На семинаре по критике наш курс был разделен пополам. Хотя он не был такой уж большой, человек восемнадцать. Одной частью руководил Алперс, другой — Болеслав Иосифович Ростоцкий. Я был у Ростоцкого.
ГИТИС конца пятидесятых… Мы еще застали последние отзвуки бури, которая случилась за год до нашего прихода и была частью волнений, прокатившихся по вузам в начале «оттепели». Волнения политические. В МГУ это привело просто к судебному делу и к тому, что — это 56-й год! — много студентов просто посадили, как ни странно. И, в общем, это прокатилось по всей стране. Одним из толчков была статья «Об искренности в искусстве» в журнале «Вопросы философии». Суть статьи заключалась в первой, очень робкой, предрассветной попытке переоценки сталинского периода вообще и в искусстве в частности.
По разным учреждениям устраивали обсуждения этой статьи. Устроили и в ГИТИСе по инициативе режиссерского и театроведческого факультетов, которые тогда вообще были главными инициаторами всего. Существовала очень тесная связь между режиссерами и театроведами, они выступали единым фронтом. Обсуждение кончилось большим скандалом: начальство повернуло дело так, будто молодые вольнодумцы пытаются отрицать все, что было достигнуто в 30-40-е годы. Кончилось тем, что нескольких студентов из ГИТИСа выгнали, а по факультету нанесли очень сильный удар. Мы были первым курсом, который пришел после того разгрома. Факультет очень сильно притих. Кто-то бы сказал, притих навсегда.
— Даже так?
— Да. Вообще говоря, это не всегда плохо. Если есть повод, чтобы шум поднимать, — это одно дело, а нет повода — так чего же его поднимать? Но мы чувствовали, что мы пришли в тот момент, когда слишком многое закончилось.

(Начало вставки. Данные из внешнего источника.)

//! Gemini API client
//!
//! Streams generated text from the Gemini REST API
//! (`streamGenerateContent` with SSE framing). Only the text parts of
//! each chunk are surfaced; everything else in the wire format is
//! ignored.

use async_trait::async_trait;
use futures::stream::BoxStream;
use futures::StreamExt;
use serde::{Deserialize, Serialize};
use thiserror::Error;

const BASE_URL: &str = "https://generativelanguage.googleapis.com/v1beta/models";

/// Model client errors
#[derive(Debug, Error)]
pub enum ModelError {
    /// Network communication error
    #[error("Network error: {0}")]
    Network(String),

    /// Model API returned an error response
    #[error("API error {0}: {1}")]
    Api(u16, String),

    /// Failed to parse a streamed chunk
    #[error("Parse error: {0}")]
    Parse(String),
}

/// Lazy, finite, non-restartable sequence of generated text fragments.
pub type TextStream = BoxStream<'static, Result<String, ModelError>>;

/// Hosted language model interface.
///
/// Injected into the application state so tests can substitute fakes.
#[async_trait]
pub trait ModelClient: Send + Sync {
    /// Open a streamed generation for `prompt` against `model`.
    ///
    /// The outer `Result` covers stream establishment; errors after the
    /// stream is up arrive as items.
    async fn stream_generate(&self, model: &str, prompt: &str) -> Result<TextStream, ModelError>;
}

/// Production [`ModelClient`] backed by the Gemini REST API.
pub struct GeminiClient {
    client: reqwest::Client,
    api_key: String,
}

impl GeminiClient {
    pub fn new(api_key: impl Into<String>) -> Self {
        Self {
            client: reqwest::Client::new(),
            api_key: api_key.into(),
        }
    }
}

#[async_trait]
impl ModelClient for GeminiClient {
    async fn stream_generate(&self, model: &str, prompt: &str) -> Result<TextStream, ModelError> {
        let url = format!(
            "{BASE_URL}/{model}:streamGenerateContent?alt=sse&key={key}",
            key = self.api_key
        );

        let request = GenerateRequest {
            contents: vec![Content {
                role: "user".to_string(),
                parts: vec![Part {
                    text: prompt.to_string(),
                }],
            }],
        };

        let response = self
            .client
            .post(url)
            .json(&request)
            .send()
            .await
            .map_err(|e| ModelError::Network(e.to_string()))?;

        if !response.status().is_success() {
            let status = response.status().as_u16();
            let body = response
                .text()
                .await
                .unwrap_or_else(|_| "failed to read error body".to_string());
            return Err(ModelError::Api(status, body));
        }

        let mut bytes = response.bytes_stream();

        // SSE frames arrive as `data: <json>` lines; chunks may split
        // lines arbitrarily, so buffer until a newline is seen.
        let stream = async_stream::stream! {
            let mut buf: Vec<u8> = Vec::new();
            while let Some(chunk) = bytes.next().await {
                let chunk = match chunk {
                    Ok(chunk) => chunk,
                    Err(e) => {
                        yield Err(ModelError::Network(e.to_string()));
                        return;
                    }
                };
                buf.extend_from_slice(&chunk);

                while let Some(pos) = buf.iter().position(|&b| b == b'\n') {
                    let line: Vec<u8> = buf.drain(..=pos).collect();
                    let line = String::from_utf8_lossy(&line);
                    let Some(data) = line.strip_prefix("data: ") else {
                        continue;
                    };
                    let data = data.trim();
                    if data.is_empty() || data == "[DONE]" {
                        continue;
                    }

                    match serde_json::from_str::<StreamChunk>(data) {
                        Ok(parsed) => {
                            let text = parsed.text();
                            if !text.is_empty() {
                                yield Ok(text);
                            }
                        }
                        Err(e) => {
                            yield Err(ModelError::Parse(e.to_string()));
                            return;
                        }
                    }
                }
            }
        };

        Ok(stream.boxed())
    }
}

#[derive(Serialize)]
struct GenerateRequest {
    contents: Vec<Content>,
}

#[derive(Serialize)]
struct Content {
    role: String,
    parts: Vec<Part>,
}

#[derive(Serialize)]
struct Part {
    text: String,
}

#[derive(Deserialize)]
struct StreamChunk {
    candidates: Option<Vec<Candidate>>,
}

#[derive(Deserialize)]
struct Candidate {
    content: Option<CandidateContent>,
}

#[derive(Deserialize)]
struct CandidateContent {
    parts: Option<Vec<CandidatePart>>,
}

#[derive(Deserialize)]
struct CandidatePart {
    text: Option<String>,
}

impl StreamChunk {
    /// Concatenated text of all parts in the chunk.
    fn text(&self) -> String {
        let mut out = String::new();
        let candidates = self.candidates.iter().flatten();
        for candidate in candidates {
            let parts = candidate
                .content
                .iter()
                .flat_map(|c| c.parts.iter().flatten());
            for part in parts {
                if let Some(text) = &part.text {
                    out.push_str(text);
                }
            }
        }
        out
    }
}
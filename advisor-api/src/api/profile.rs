//! Profile endpoints
//!
//! GET authenticates via the Authorization header only; POST also
//! accepts the legacy body `code` field for older clients.

use crate::api::error::ApiError;
use crate::api::{authorize, extract_code, require_bearer};
use crate::store::code_prefix;
use crate::AppState;
use advisor_common::config::USER_NAME_MAX_LENGTH;
use advisor_common::sanitize::{require_field, sanitize};
use advisor_common::types::Profile;
use axum::extract::State;
use axum::http::HeaderMap;
use axum::Json;
use serde::{Deserialize, Serialize};
use tracing::info;

#[derive(Debug, Deserialize)]
pub struct ProfileRequest {
    #[serde(default)]
    pub code: String,
    #[serde(default)]
    pub name: String,
    #[serde(default)]
    pub level: String,
    #[serde(default)]
    pub star_pref: String,
    #[serde(default)]
    pub style: String,
}

#[derive(Debug, Serialize)]
pub struct SaveProfileResponse {
    pub success: bool,
    pub message: String,
}

#[derive(Debug, Serialize)]
pub struct GetProfileResponse {
    pub profile: Option<Profile>,
}

/// POST /api/profile
///
/// Name and level are required; star preference and play style may be
/// empty. The stored profile is replaced wholesale.
pub async fn save_profile(
    State(state): State<AppState>,
    headers: HeaderMap,
    Json(req): Json<ProfileRequest>,
) -> Result<Json<SaveProfileResponse>, ApiError> {
    let code = extract_code(&headers, &req.code)?;
    authorize(&state.store, &code).await?;

    let name = require_field(&req.name, "Player name", USER_NAME_MAX_LENGTH)
        .map_err(ApiError::Validation)?;
    let level = require_field(&req.level, "Dan level", USER_NAME_MAX_LENGTH)
        .map_err(ApiError::Validation)?;
    let star_pref = sanitize(&req.star_pref, USER_NAME_MAX_LENGTH);
    let style = sanitize(&req.style, USER_NAME_MAX_LENGTH);

    let profile = Profile { name, level, star_pref, style };

    if state.store.update_profile(&code, profile).await? {
        info!("profile updated (code: {}...)", code_prefix(&code));
        Ok(Json(SaveProfileResponse {
            success: true,
            message: "Profile saved".to_string(),
        }))
    } else {
        // Record vanished between validation and update (e.g. a
        // concurrent logout).
        Err(ApiError::Authentication("Invalid access code".to_string()))
    }
}

/// GET /api/profile
pub async fn get_profile(
    State(state): State<AppState>,
    headers: HeaderMap,
) -> Result<Json<GetProfileResponse>, ApiError> {
    let code = require_bearer(&headers)?;
    authorize(&state.store, &code).await?;

    let profile = state.store.get_profile(&code).await?;
    Ok(Json(GetProfileResponse { profile }))
}
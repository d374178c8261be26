//! advisor-api - Taiko Advisor backend entry point
//!
//! Wires configuration, the user store, the corpus snapshot, and the
//! external clients into the HTTP server. Also provides the
//! provisioning CLI used to mint new access codes.

use advisor_api::services::corpus::load_corpus_or_empty;
use advisor_api::services::{ChromaIndex, GeminiClient, ModelClient, SemanticIndex};
use advisor_api::store::UserStore;
use advisor_api::{build_router, AppState};
use advisor_common::config::{Config, ACCESS_CODE_MAX_LENGTH};
use advisor_common::sanitize::sanitize;
use anyhow::{bail, Result};
use clap::Parser;
use std::net::SocketAddr;
use std::path::PathBuf;
use std::sync::Arc;
use tracing::{info, warn};

#[derive(Parser, Debug)]
#[command(name = "advisor-api", about = "Taiko Advisor backend service")]
struct Args {
    /// Path to the user store JSON file (overrides USERS_DB_PATH)
    #[arg(long)]
    users_db: Option<PathBuf>,

    /// Path to the song corpus JSON file (overrides SONGS_DB_PATH)
    #[arg(long)]
    songs_db: Option<PathBuf>,

    /// HTTP bind port (overrides ADVISOR_PORT)
    #[arg(long)]
    port: Option<u16>,

    /// Provision a new access code and exit
    #[arg(long, value_name = "CODE")]
    provision: Option<String>,
}

#[tokio::main]
async fn main() -> Result<()> {
    tracing_subscriber::fmt()
        .with_env_filter(
            tracing_subscriber::EnvFilter::from_default_env()
                .add_directive(tracing::Level::INFO.into()),
        )
        .init();

    info!("Starting Taiko Advisor (advisor-api) v{}", env!("CARGO_PKG_VERSION"));

    let args = Args::parse();
    let mut config = Config::from_env();
    if let Some(path) = args.users_db {
        config.users_db_path = path;
    }
    if let Some(path) = args.songs_db {
        config.songs_db_path = path;
    }
    if let Some(port) = args.port {
        config.port = port;
    }

    let store = UserStore::new(&config.users_db_path);

    if let Some(code) = args.provision {
        return provision(&store, &code).await;
    }

    let corpus = load_corpus_or_empty(&config.songs_db_path);

    let model: Option<Arc<dyn ModelClient>> = match &config.gemini_api_key {
        Some(key) => {
            info!("model client configured ({})", config.gemini_model);
            Some(Arc::new(GeminiClient::new(key.clone())))
        }
        None => {
            warn!("GEMINI_API_KEY not set; chat requests will be rejected");
            None
        }
    };

    let index: Option<Arc<dyn SemanticIndex>> = match &config.chroma_url {
        Some(url) => {
            info!("semantic index at {} (collection: {})", url, config.chroma_collection);
            Some(Arc::new(ChromaIndex::new(url.clone(), config.chroma_collection.clone())))
        }
        None => {
            warn!("CHROMA_URL not set; retrieval will use corpus fallback only");
            None
        }
    };

    let state = AppState::new(store, model, config.gemini_model.clone(), index, corpus);
    let app = build_router(state);

    let addr: SocketAddr = format!("{}:{}", config.host, config.port).parse()?;
    let listener = tokio::net::TcpListener::bind(addr).await?;
    info!("advisor-api listening on http://{addr}");
    info!("Health check: http://{addr}/health");

    axum::serve(
        listener,
        app.into_make_service_with_connect_info::<SocketAddr>(),
    )
    .await?;

    Ok(())
}

/// Mint a new access code (whitelist provisioning is out-of-band; this
/// is the operator's entry point).
async fn provision(store: &UserStore, code: &str) -> Result<()> {
    let code = sanitize(code, ACCESS_CODE_MAX_LENGTH);
    if code.is_empty() {
        bail!("access code must not be empty after sanitization");
    }

    if store.create(&code).await? {
        info!("access code provisioned (store: {})", store.path().display());
        Ok(())
    } else {
        bail!("access code already exists")
    }
}
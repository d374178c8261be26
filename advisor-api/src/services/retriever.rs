//! Candidate song retrieval
//!
//! Asks the semantic index for songs close to the player's message and
//! deserializes each hit's embedded record. Any index failure (or an
//! empty result) degrades to a bounded random sample of the full corpus
//! so the pipeline is never blocked solely by index unavailability —
//! at the cost of recommendation relevance.
//!
//! Index results keep the index's similarity ranking; fallback results
//! are in random order. Either way the downstream prompt treats the
//! list as unordered: the model performs final ranking and selection.

use crate::services::SemanticIndex;
use advisor_common::types::Song;
use rand::seq::SliceRandom;
use tracing::{error, warn};

/// Retrieve candidate songs for a chat message.
///
/// `top_k` bounds the index query; `fallback_count` bounds the random
/// sample drawn from `corpus` when the index yields nothing.
pub async fn retrieve(
    message: &str,
    index: Option<&dyn SemanticIndex>,
    corpus: &[Song],
    top_k: usize,
    fallback_count: usize,
) -> Vec<Song> {
    let mut candidates = Vec::new();

    if let Some(index) = index {
        match index.query(message, top_k).await {
            Ok(payloads) => {
                for payload in payloads {
                    match serde_json::from_str::<Song>(&payload) {
                        Ok(song) => candidates.push(song),
                        Err(e) => warn!("skipping undecodable index payload: {e}"),
                    }
                }
            }
            Err(e) => error!("semantic index query failed: {e}"),
        }
    }

    if candidates.is_empty() && !corpus.is_empty() {
        let count = fallback_count.min(corpus.len());
        candidates = corpus
            .choose_multiple(&mut rand::thread_rng(), count)
            .cloned()
            .collect();
        warn!("semantic index unavailable or empty, sampled {count} songs from corpus");
    }

    candidates
}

Нам все говорили: «Эх, в былые-то времена!» Под былыми временами имели в виду пять, десять лет назад — послевоенные годы. И все-таки, посчастливилось застать конец великой эпохи ГИТИСа и театроведческого факультета, в частности. ГИТИС в самые страшные сталинские времена стал странным оазисом, куда стекались люди, которым было запрещено работать в других местах.
— Они приходили в ГИТИС?
— Их брали в ГИТИС. Почему? С одной стороны, начальство смотрело на театральный институт довольно снисходительно, хотя далеко не всегда, как показывает 1949 год. С другой, у ГИТИСа была мощная защита — во главе стояли мхатовцы. А там, где Московский Художественный театр, там дозволялось гораздо больше, чем обычно.
— Индульгенция!
— Вот-вот! Поэтому Локс, Тарабукин, Мокульский, Дживелегов в какой-то момент собрались в ГИТИСе. Довольно короткий период, но он и дал поколение Соловьевой и других.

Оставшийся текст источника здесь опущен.